We have no idea what is supposed to happen. Maybe there isn't as much "bad blood" between the two of them as it seems. Maybe there is. 

Boy howdy their fans sure take it personally when the other rider does something. The Contador fans want Lance to have a heart attack and die chasing Alberto up Ventoux, and the Lance fans want him to beat Contador by eight minutes, insult him with a racial slur when he gets to the top, and for Toby Keith to write a patriotic song about it when it's all over. 

Maybe they will just race and the fastest guy will win in the end?


----------



## Italophile (Jun 11, 2004)

thechriswebb said:


> ...Boy howdy their fans sure take it personally when the other rider does something. The Contador fans want Lance to have a heart attack and die chasing Alberto up Ventoux...
> 
> Maybe they will just race and the fastest guy will win in the end?

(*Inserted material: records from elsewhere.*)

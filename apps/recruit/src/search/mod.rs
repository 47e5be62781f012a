/// People Search — thin client over Exa's `/search` endpoint restricted to the
/// `people` category. Produces `Candidate` records for filtering and export.
use std::fmt;
use std::str::FromStr;
use std::time::Duration;

use reqwest::Client;
use serde::{Deserialize, Serialize};
use serde_json::{json, Value};
use thiserror::Error;
use tracing::{debug, info};

use crate::models::candidate::Candidate;

const EXA_SEARCH_URL: &str = "https://api.exa.ai/search";
const HIGHLIGHT_SENTENCES: u32 = 3;
const HIGHLIGHTS_PER_URL: u32 = 3;
const PROFILE_TEXT_MAX_CHARS: u32 = 2000;
pub const MAX_NUM_RESULTS: u32 = 100;

#[derive(Debug, Error)]
pub enum SearchError {
    #[error("HTTP error: {0}")]
    Http(#[from] reqwest::Error),

    #[error("API error (status {status}): {message}")]
    Api { status: u16, message: String },

    #[error("invalid search request: {0}")]
    InvalidRequest(String),
}

/// Exa search modes.
#[derive(Debug, Clone, Copy, Default, PartialEq, Eq, Serialize, Deserialize)]
#[serde(rename_all = "lowercase")]
pub enum SearchType {
    #[default]
    Auto,
    Neural,
    Fast,
    Deep,
    Instant,
}

impl FromStr for SearchType {
    type Err = SearchError;

    fn from_str(s: &str) -> Result<Self, Self::Err> {
        match s.to_ascii_lowercase().as_str() {
            "auto" => Ok(SearchType::Auto),
            "neural" => Ok(SearchType::Neural),
            "fast" => Ok(SearchType::Fast),
            "deep" => Ok(SearchType::Deep),
            "instant" => Ok(SearchType::Instant),
            other => Err(SearchError::InvalidRequest(format!(
                "unknown search type '{other}' (expected auto, neural, fast, deep or instant)"
            ))),
        }
    }
}

impl fmt::Display for SearchType {
    fn fmt(&self, f: &mut fmt::Formatter<'_>) -> fmt::Result {
        let name = match self {
            SearchType::Auto => "auto",
            SearchType::Neural => "neural",
            SearchType::Fast => "fast",
            SearchType::Deep => "deep",
            SearchType::Instant => "instant",
        };
        f.write_str(name)
    }
}

#[derive(Debug, Clone)]
pub struct SearchRequest {
    pub query: String,
    pub num_results: u32,
    pub search_type: SearchType,
    /// ISO 3166-1 alpha-2 country code used to bias results.
    pub location: Option<String>,
    pub include_text: bool,
}

impl SearchRequest {
    pub fn new(query: impl Into<String>) -> Self {
        Self {
            query: query.into(),
            num_results: 10,
            search_type: SearchType::Auto,
            location: None,
            include_text: false,
        }
    }

    pub fn validate(&self) -> Result<(), SearchError> {
        if self.query.trim().is_empty() {
            return Err(SearchError::InvalidRequest("query must not be empty".to_string()));
        }
        if !(1..=MAX_NUM_RESULTS).contains(&self.num_results) {
            return Err(SearchError::InvalidRequest(format!(
                "num_results must be between 1 and {MAX_NUM_RESULTS}"
            )));
        }
        Ok(())
    }

    fn to_body(&self) -> Value {
        let mut contents = json!({
            "highlights": {
                "numSentences": HIGHLIGHT_SENTENCES,
                "highlightsPerUrl": HIGHLIGHTS_PER_URL,
            }
        });
        if self.include_text {
            contents["text"] = json!({ "maxCharacters": PROFILE_TEXT_MAX_CHARS });
        }

        let mut body = json!({
            "query": self.query,
            "category": "people",
            "numResults": self.num_results,
            "type": self.search_type,
            "contents": contents,
        });
        if let Some(location) = &self.location {
            body["userLocation"] = json!(location);
        }
        body
    }
}

/// Candidates returned for one query plus what the call cost.
#[derive(Debug, Clone, Serialize)]
pub struct SearchResponse {
    pub query: String,
    pub results: Vec<Candidate>,
    pub cost_dollars: f64,
}

#[derive(Debug, Deserialize)]
struct ExaResponse {
    #[serde(default)]
    results: Vec<ExaResult>,
    #[serde(rename = "costDollars")]
    cost_dollars: Option<ExaCost>,
}

#[derive(Debug, Deserialize)]
struct ExaResult {
    title: Option<String>,
    url: Option<String>,
    author: Option<String>,
    #[serde(default)]
    highlights: Option<Vec<String>>,
    text: Option<String>,
}

/// Exa reports cost either as `{"total": n}` or a bare number.
#[derive(Debug, Deserialize)]
#[serde(untagged)]
enum ExaCost {
    Breakdown { total: Option<f64> },
    Total(f64),
}

impl ExaCost {
    fn total(&self) -> f64 {
        match self {
            ExaCost::Breakdown { total } => total.unwrap_or(0.0),
            ExaCost::Total(total) => *total,
        }
    }
}

#[derive(Clone)]
pub struct ExaClient {
    client: Client,
    api_key: String,
}

impl ExaClient {
    pub fn new(api_key: impl Into<String>, timeout: Duration) -> Result<Self, SearchError> {
        let client = Client::builder().timeout(timeout).build()?;
        Ok(Self {
            client,
            api_key: api_key.into(),
        })
    }

    pub async fn search(&self, request: &SearchRequest) -> Result<SearchResponse, SearchError> {
        request.validate()?;
        info!(
            "Searching Exa people: query={:?} num_results={} type={}",
            request.query, request.num_results, request.search_type
        );

        let response = self
            .client
            .post(EXA_SEARCH_URL)
            .header("x-api-key", &self.api_key)
            .json(&request.to_body())
            .send()
            .await?;

        let status = response.status();
        if !status.is_success() {
            let message = response.text().await.unwrap_or_default();
            return Err(SearchError::Api {
                status: status.as_u16(),
                message,
            });
        }

        let exa: ExaResponse = response.json().await?;
        let response = into_search_response(&request.query, exa);
        debug!(
            "Exa returned {} results (cost ${:.4})",
            response.results.len(),
            response.cost_dollars
        );
        Ok(response)
    }
}

fn into_search_response(query: &str, exa: ExaResponse) -> SearchResponse {
    let results = exa.results.into_iter().map(into_candidate).collect();
    SearchResponse {
        query: query.to_string(),
        results,
        cost_dollars: exa.cost_dollars.map(|c| c.total()).unwrap_or(0.0),
    }
}

fn into_candidate(result: ExaResult) -> Candidate {
    let (name, title) = split_profile_title(result.title.as_deref().unwrap_or_default());
    let name = if name.is_empty() {
        result.author.unwrap_or_default()
    } else {
        name
    };

    Candidate::new(name, result.url.unwrap_or_default())
        .with_title(title)
        .with_highlights(result.highlights.unwrap_or_default())
        .with_text(result.text.unwrap_or_default())
}

/// Splits a LinkedIn page title such as `"Jane Doe | Staff Engineer | LinkedIn"`
/// into `("Jane Doe", "Staff Engineer")`.
fn split_profile_title(raw: &str) -> (String, String) {
    let cleaned = raw.replace(" | LinkedIn", "");
    let mut parts = cleaned.trim().split(" | ").map(str::trim);
    let name = parts.next().unwrap_or_default().to_string();
    let title = parts.collect::<Vec<_>>().join(" | ");
    (name, title)
}

#[cfg(test)]
mod tests {
    use super::*;

    #[test]
    fn test_split_title_with_role() {
        let (name, title) = split_profile_title("Jane Doe | Staff Engineer at Acme | LinkedIn");
        assert_eq!(name, "Jane Doe");
        assert_eq!(title, "Staff Engineer at Acme");
    }

    #[test]
    fn test_split_title_keeps_multi_part_role() {
        let (name, title) = split_profile_title("Jane Doe | Engineer | Acme | LinkedIn");
        assert_eq!(name, "Jane Doe");
        assert_eq!(title, "Engineer | Acme");
    }

    #[test]
    fn test_split_title_name_only() {
        let (name, title) = split_profile_title("Jane Doe");
        assert_eq!(name, "Jane Doe");
        assert_eq!(title, "");
    }

    #[test]
    fn test_into_search_response_maps_fields_and_cost() {
        let json = r#"{
            "results": [
                {
                    "title": "Jane Doe | Staff Engineer | LinkedIn",
                    "url": "https://linkedin.com/in/jane",
                    "highlights": ["Led the payments team"],
                    "text": "Jane has 10 years of experience."
                },
                {
                    "title": "",
                    "url": "https://linkedin.com/in/anon",
                    "author": "Alex Author"
                }
            ],
            "costDollars": {"total": 0.015}
        }"#;
        let exa: ExaResponse = serde_json::from_str(json).unwrap();
        let response = into_search_response("staff engineers", exa);

        assert_eq!(response.query, "staff engineers");
        assert!((response.cost_dollars - 0.015).abs() < f64::EPSILON);
        assert_eq!(response.results.len(), 2);

        let jane = &response.results[0];
        assert_eq!(jane.name, "Jane Doe");
        assert_eq!(jane.title.as_deref(), Some("Staff Engineer"));
        assert_eq!(jane.highlights, vec!["Led the payments team".to_string()]);
        assert_eq!(jane.text.as_deref(), Some("Jane has 10 years of experience."));

        let anon = &response.results[1];
        assert_eq!(anon.name, "Alex Author");
        assert!(anon.title.is_none());
        assert!(anon.highlights.is_empty());
    }

    #[test]
    fn test_bare_number_cost() {
        let exa: ExaResponse =
            serde_json::from_str(r#"{"results": [], "costDollars": 0.005}"#).unwrap();
        assert!((into_search_response("q", exa).cost_dollars - 0.005).abs() < f64::EPSILON);
    }

    #[test]
    fn test_request_body_includes_text_and_location_when_set() {
        let request = SearchRequest {
            location: Some("US".to_string()),
            include_text: true,
            search_type: SearchType::Deep,
            num_results: 25,
            ..SearchRequest::new("ml researchers")
        };
        let body = request.to_body();
        assert_eq!(body["category"], "people");
        assert_eq!(body["numResults"], 25);
        assert_eq!(body["type"], "deep");
        assert_eq!(body["userLocation"], "US");
        assert_eq!(body["contents"]["text"]["maxCharacters"], 2000);
        assert_eq!(body["contents"]["highlights"]["numSentences"], 3);
    }

    #[test]
    fn test_request_body_omits_optional_fields() {
        let body = SearchRequest::new("q").to_body();
        assert!(body.get("userLocation").is_none());
        assert!(body["contents"].get("text").is_none());
    }

    #[test]
    fn test_validate_num_results_bounds() {
        let mut request = SearchRequest::new("q");
        request.num_results = 0;
        assert!(request.validate().is_err());
        request.num_results = 101;
        assert!(request.validate().is_err());
        request.num_results = 100;
        assert!(request.validate().is_ok());
    }

    #[test]
    fn test_search_type_parsing() {
        assert_eq!("Instant".parse::<SearchType>().unwrap(), SearchType::Instant);
        assert!("semantic".parse::<SearchType>().is_err());
    }
}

Hey, I am a fan of both, but the way Lance has used his deep and abiding relationship with Bruyneel to yank the rug out from under Contador is pretty bush league, and makes obvious his narcissistic obsession with being the One and Only Seven [or Eight]-time Tour Champ.

I would respect Armstrong a lot more if he had spent more time racing during the season and less time doing recon rides for the only race he thinks matters. He has disrespected the traditions of cycling in so doing, and he does not deserve to be ranked atop the Tour Champion heap.

That is why I root for Contador now. Let's have an _honest_ fight and see who wins. But this one cannot be honest if the team is under orders to serve Lance and hang Alberto out to dry. Thus, Contador must look after his own interests until he can get off of that "team".


----------



## fullthrottle (Oct 26, 2003)

Lance elevated cycling in every way. He pushed Training, Technologies and his Team to a higher standard. There will only ever be one Lance Armstrong.


----------



## Circlip (Jul 26, 2005)

fullthrottle said:


> Lance elevated cycling in every way. He pushed Training, Technologies and his Team to a higher standard. There will only ever be one Lance Armstrong.


Disagree entirely. Lance did not elevate cycling in very way. He elevated a methodology for winning the Tour de France in every way. That's a big difference. The average member of the public who doesn't follow cycling may put all their apples in this basket, but there's a heck of a lot more to pro cycling than the TdF, and having a record number of TdF wins doesn't rank Lance anywhere near the top of the heap for best cyclist of all time, for most 24x365 cycling fans who have a more well-rounded historical perspective.


----------



## Hawayyan (Feb 26, 2002)

*Lance elevated cycling...*

in AMERICA to it's current AMERICAN level. Cycling did not need to be elevated in Europe.


----------



## fullthrottle (Oct 26, 2003)

Well Stated. Cycling is simply Amazing in Europe and Lance brought all of that Excitement to America. Go Lance.......Livestrong


----------



## SwiftSolo (Jun 7, 2008)

Hawayyan said:


> in AMERICA to it's current AMERICAN level. Cycling did not need to be elevated in Europe.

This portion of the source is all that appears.